• Collected data:
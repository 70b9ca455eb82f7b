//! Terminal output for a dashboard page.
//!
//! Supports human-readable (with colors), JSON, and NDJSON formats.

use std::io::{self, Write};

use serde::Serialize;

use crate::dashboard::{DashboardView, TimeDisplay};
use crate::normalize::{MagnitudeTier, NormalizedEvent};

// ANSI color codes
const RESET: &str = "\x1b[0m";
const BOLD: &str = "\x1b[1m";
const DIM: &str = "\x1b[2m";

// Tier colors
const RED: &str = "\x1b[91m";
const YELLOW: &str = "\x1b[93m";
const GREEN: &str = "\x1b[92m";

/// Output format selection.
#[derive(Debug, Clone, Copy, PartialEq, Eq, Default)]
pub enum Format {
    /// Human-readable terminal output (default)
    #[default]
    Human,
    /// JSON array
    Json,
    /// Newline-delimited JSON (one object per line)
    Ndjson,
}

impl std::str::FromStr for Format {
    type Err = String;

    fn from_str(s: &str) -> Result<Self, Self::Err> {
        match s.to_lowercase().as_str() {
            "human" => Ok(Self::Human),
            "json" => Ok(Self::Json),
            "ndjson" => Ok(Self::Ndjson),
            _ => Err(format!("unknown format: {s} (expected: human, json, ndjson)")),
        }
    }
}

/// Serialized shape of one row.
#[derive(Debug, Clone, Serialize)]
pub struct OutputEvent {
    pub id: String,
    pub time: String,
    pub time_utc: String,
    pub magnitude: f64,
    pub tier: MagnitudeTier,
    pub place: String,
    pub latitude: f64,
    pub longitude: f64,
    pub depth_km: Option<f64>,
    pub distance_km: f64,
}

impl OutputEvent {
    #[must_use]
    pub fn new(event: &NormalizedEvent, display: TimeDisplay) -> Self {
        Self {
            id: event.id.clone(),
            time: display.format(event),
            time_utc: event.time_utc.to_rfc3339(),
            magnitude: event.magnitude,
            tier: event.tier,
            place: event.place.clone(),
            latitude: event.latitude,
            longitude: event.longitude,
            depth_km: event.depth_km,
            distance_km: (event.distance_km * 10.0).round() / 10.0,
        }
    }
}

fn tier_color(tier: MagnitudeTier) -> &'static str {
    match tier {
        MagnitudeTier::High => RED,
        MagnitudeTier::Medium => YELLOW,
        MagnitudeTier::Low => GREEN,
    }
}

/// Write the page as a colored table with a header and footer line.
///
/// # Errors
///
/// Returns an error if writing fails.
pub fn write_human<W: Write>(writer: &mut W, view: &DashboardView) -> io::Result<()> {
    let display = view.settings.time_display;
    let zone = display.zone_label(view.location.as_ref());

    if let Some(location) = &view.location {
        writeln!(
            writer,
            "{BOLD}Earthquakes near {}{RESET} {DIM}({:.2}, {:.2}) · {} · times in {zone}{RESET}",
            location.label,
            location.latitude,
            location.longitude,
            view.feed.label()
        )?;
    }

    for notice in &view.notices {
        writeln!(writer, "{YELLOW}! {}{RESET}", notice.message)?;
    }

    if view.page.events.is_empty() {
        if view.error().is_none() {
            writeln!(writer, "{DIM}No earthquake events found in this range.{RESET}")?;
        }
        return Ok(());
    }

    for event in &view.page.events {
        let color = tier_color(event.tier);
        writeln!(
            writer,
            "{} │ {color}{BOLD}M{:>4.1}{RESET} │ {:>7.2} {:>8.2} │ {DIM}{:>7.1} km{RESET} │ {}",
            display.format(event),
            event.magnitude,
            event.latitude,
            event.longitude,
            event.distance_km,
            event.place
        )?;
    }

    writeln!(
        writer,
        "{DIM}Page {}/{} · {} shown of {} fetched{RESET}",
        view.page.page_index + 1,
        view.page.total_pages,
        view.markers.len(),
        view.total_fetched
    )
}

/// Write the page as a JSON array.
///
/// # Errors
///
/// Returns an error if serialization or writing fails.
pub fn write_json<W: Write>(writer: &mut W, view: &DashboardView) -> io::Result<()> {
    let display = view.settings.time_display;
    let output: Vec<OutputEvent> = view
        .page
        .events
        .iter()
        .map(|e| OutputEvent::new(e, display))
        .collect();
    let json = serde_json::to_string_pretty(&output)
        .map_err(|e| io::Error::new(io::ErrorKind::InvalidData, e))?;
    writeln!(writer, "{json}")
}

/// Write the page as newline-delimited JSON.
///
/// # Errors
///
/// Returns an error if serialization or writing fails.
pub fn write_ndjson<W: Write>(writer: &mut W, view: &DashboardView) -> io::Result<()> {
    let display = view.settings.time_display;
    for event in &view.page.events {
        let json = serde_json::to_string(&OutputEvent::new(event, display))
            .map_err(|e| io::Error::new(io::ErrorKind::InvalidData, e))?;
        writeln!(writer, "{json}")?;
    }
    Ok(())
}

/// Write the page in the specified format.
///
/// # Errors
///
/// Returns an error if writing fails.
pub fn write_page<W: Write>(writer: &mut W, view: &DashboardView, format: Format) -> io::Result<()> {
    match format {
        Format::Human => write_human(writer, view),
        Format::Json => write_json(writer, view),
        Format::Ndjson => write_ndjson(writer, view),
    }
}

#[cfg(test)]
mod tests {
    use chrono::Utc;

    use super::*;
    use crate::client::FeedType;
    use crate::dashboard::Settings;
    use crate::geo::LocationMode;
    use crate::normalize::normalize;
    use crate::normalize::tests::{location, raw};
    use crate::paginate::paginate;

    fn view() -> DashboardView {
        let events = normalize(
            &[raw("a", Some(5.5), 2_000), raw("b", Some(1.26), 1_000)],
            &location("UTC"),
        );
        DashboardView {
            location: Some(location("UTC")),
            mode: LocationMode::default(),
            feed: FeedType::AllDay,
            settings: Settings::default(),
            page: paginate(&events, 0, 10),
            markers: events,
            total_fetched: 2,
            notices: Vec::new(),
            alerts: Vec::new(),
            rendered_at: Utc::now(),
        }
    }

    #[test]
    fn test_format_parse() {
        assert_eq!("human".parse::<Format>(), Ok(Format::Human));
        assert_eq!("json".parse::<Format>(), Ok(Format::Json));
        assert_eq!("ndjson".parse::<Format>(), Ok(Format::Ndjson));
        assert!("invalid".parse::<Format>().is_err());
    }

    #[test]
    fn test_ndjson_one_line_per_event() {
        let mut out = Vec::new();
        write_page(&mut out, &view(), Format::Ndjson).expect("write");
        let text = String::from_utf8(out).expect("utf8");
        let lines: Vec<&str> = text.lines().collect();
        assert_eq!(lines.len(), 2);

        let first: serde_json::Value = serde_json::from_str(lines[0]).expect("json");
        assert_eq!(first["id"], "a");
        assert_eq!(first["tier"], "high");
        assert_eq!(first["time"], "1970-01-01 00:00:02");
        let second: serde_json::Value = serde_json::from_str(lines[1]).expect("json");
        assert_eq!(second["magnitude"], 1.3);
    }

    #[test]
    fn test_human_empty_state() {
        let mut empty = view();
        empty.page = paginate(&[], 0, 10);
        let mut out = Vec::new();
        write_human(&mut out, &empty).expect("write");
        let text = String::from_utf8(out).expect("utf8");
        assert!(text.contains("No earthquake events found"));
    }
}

• YOUR ASSIGNMENT:
Every single entry above has to be copied exactly.

• TASK RESPONSE:
repository 70b9ca455eb82f7b
//! Terminal output for a dashboard page.
//!
//! Supports human-readable (with colors), JSON, and NDJSON formats.

use std::io::{self, Write};

use serde::Serialize;

use crate::dashboard::{DashboardView, TimeDisplay};
use crate::normalize::{MagnitudeTier, NormalizedEvent};

// ANSI color codes
const RESET: &str = "\x1b[0m";
const BOLD: &str = "\x1b[1m";
const DIM: &str = "\x1b[2m";

// Tier colors
const RED: &str = "\x1b[91m";
const YELLOW: &str = "\x1b[93m";
const GREEN: &str = "\x1b[92m";

/// Output format selection.
#[derive(Debug, Clone, Copy, PartialEq, Eq, Default)]
pub enum Format {
    /// Human-readable terminal output (default)
    #[default]
    Human,
    /// JSON array
    Json,
    /// Newline-delimited JSON (one object per line)
    Ndjson,
}

impl std::str::FromStr for Format {
    type Err = String;

    fn from_str(s: &str) -> Result<Self, Self::Err> {
        match s.to_lowercase().as_str() {
            "human" => Ok(Self::Human),
            "json" => Ok(Self::Json),
            "ndjson" => Ok(Self::Ndjson),
            _ => Err(format!("unknown format: {s} (expected: human, json, ndjson)")),
        }
    }
}

/// Serialized shape of one row.
#[derive(Debug, Clone, Serialize)]
pub struct OutputEvent {
    pub id: String,
    pub time: String,
    pub time_utc: String,
    pub magnitude: f64,
    pub tier: MagnitudeTier,
    pub place: String,
    pub latitude: f64,
    pub longitude: f64,
    pub depth_km: Option<f64>,
    pub distance_km: f64,
}

impl OutputEvent {
    #[must_use]
    pub fn new(event: &NormalizedEvent, display: TimeDisplay) -> Self {
        Self {
            id: event.id.clone(),
            time: display.format(event),
            time_utc: event.time_utc.to_rfc3339(),
            magnitude: event.magnitude,
            tier: event.tier,
            place: event.place.clone(),
            latitude: event.latitude,
            longitude: event.longitude,
            depth_km: event.depth_km,
            distance_km: (event.distance_km * 10.0).round() / 10.0,
        }
    }
}

fn tier_color(tier: MagnitudeTier) -> &'static str {
    match tier {
        MagnitudeTier::High => RED,
        MagnitudeTier::Medium => YELLOW,
        MagnitudeTier::Low => GREEN,
    }
}

/// Write the page as a colored table with a header and footer line.
///
/// # Errors
///
/// Returns an error if writing fails.
pub fn write_human<W: Write>(writer: &mut W, view: &DashboardView) -> io::Result<()> {
    let display = view.settings.time_display;
    let zone = display.zone_label(view.location.as_ref());

    if let Some(location) = &view.location {
        writeln!(
            writer,
            "{BOLD}Earthquakes near {}{RESET} {DIM}({:.2}, {:.2}) · {} · times in {zone}{RESET}",
            location.label,
            location.latitude,
            location.longitude,
            view.feed.label()
        )?;
    }

    for notice in &view.notices {
        writeln!(writer, "{YELLOW}! {}{RESET}", notice.message)?;
    }

    if view.page.events.is_empty() {
        if view.error().is_none() {
            writeln!(writer, "{DIM}No earthquake events found in this range.{RESET}")?;
        }
        return Ok(());
    }

    for event in &view.page.events {
        let color = tier_color(event.tier);
        writeln!(
            writer,
            "{} │ {color}{BOLD}M{:>4.1}{RESET} │ {:>7.2} {:>8.2} │ {DIM}{:>7.1} km{RESET} │ {}",
            display.format(event),
            event.magnitude,
            event.latitude,
            event.longitude,
            event.distance_km,
            event.place
        )?;
    }

    writeln!(
        writer,
        "{DIM}Page {}/{} · {} shown of {} fetched{RESET}",
        view.page.page_index + 1,
        view.page.total_pages,
        view.markers.len(),
        view.total_fetched
    )
}

/// Write the page as a JSON array.
///
/// # Errors
///
/// Returns an error if serialization or writing fails.
pub fn write_json<W: Write>(writer: &mut W, view: &DashboardView) -> io::Result<()> {
    let display = view.settings.time_display;
    let output: Vec<OutputEvent> = view
        .page
        .events
        .iter()
        .map(|e| OutputEvent::new(e, display))
        .collect();
    let json = serde_json::to_string_pretty(&output)
        .map_err(|e| io::Error::new(io::ErrorKind::InvalidData, e))?;
    writeln!(writer, "{json}")
}

/// Write the page as newline-delimited JSON.
///
/// # Errors
///
/// Returns an error if serialization or writing fails.
pub fn write_ndjson<W: Write>(writer: &mut W, view: &DashboardView) -> io::Result<()> {
    let display = view.settings.time_display;
    for event in &view.page.events {
        let json = serde_json::to_string(&OutputEvent::new(event, display))
            .map_err(|e| io::Error::new(io::ErrorKind::InvalidData, e))?;
        writeln!(writer, "{json}")?;
    }
    Ok(())
}

/// Write the page in the specified format.
///
/// # Errors
///
/// Returns an error if writing fails.
pub fn write_page<W: Write>(writer: &mut W, view: &DashboardView, format: Format) -> io::Result<()> {
    match format {
        Format::Human => write_human(writer, view),
        Format::Json => write_json(writer, view),
        Format::Ndjson => write_ndjson(writer, view),
    }
}

#[cfg(test)]
mod tests {
    use chrono::Utc;

    use super::*;
    use crate::client::FeedType;
    use crate::dashboard::Settings;
    use crate::geo::LocationMode;
    use crate::normalize::normalize;
    use crate::normalize::tests::{location, raw};
    use crate::paginate::paginate;

    fn view() -> DashboardView {
        let events = normalize(
            &[raw("a", Some(5.5), 2_000), raw("b", Some(1.26), 1_000)],
            &location("UTC"),
        );
        DashboardView {
            location: Some(location("UTC")),
            mode: LocationMode::default(),
            feed: FeedType::AllDay,
            settings: Settings::default(),
            page: paginate(&events, 0, 10),
            markers: events,
            total_fetched: 2,
            notices: Vec::new(),
            alerts: Vec::new(),
            rendered_at: Utc::now(),
        }
    }

    #[test]
    fn test_format_parse() {
        assert_eq!("human".parse::<Format>(), Ok(Format::Human));
        assert_eq!("json".parse::<Format>(), Ok(Format::Json));
        assert_eq!("ndjson".parse::<Format>(), Ok(Format::Ndjson));
        assert!("invalid".parse::<Format>().is_err());
    }

    #[test]
    fn test_ndjson_one_line_per_event() {
        let mut out = Vec::new();
        write_page(&mut out, &view(), Format::Ndjson).expect("write");
        let text = String::from_utf8(out).expect("utf8");
        let lines: Vec<&str> = text.lines().collect();
        assert_eq!(lines.len(), 2);

        let first: serde_json::Value = serde_json::from_str(lines[0]).expect("json");
        assert_eq!(first["id"], "a");
        assert_eq!(first["tier"], "high");
        assert_eq!(first["time"], "1970-01-01 00:00:02");
        let second: serde_json::Value = serde_json::from_str(lines[1]).expect("json");
        assert_eq!(second["magnitude"], 1.3);
    }

    #[test]
    fn test_human_empty_state() {
        let mut empty = view();
        empty.page = paginate(&[], 0, 10);
        let mut out = Vec::new();
        write_human(&mut out, &empty).expect("write");
        let text = String::from_utf8(out).expect("utf8");
        assert!(text.contains("No earthquake events found"));
    }
}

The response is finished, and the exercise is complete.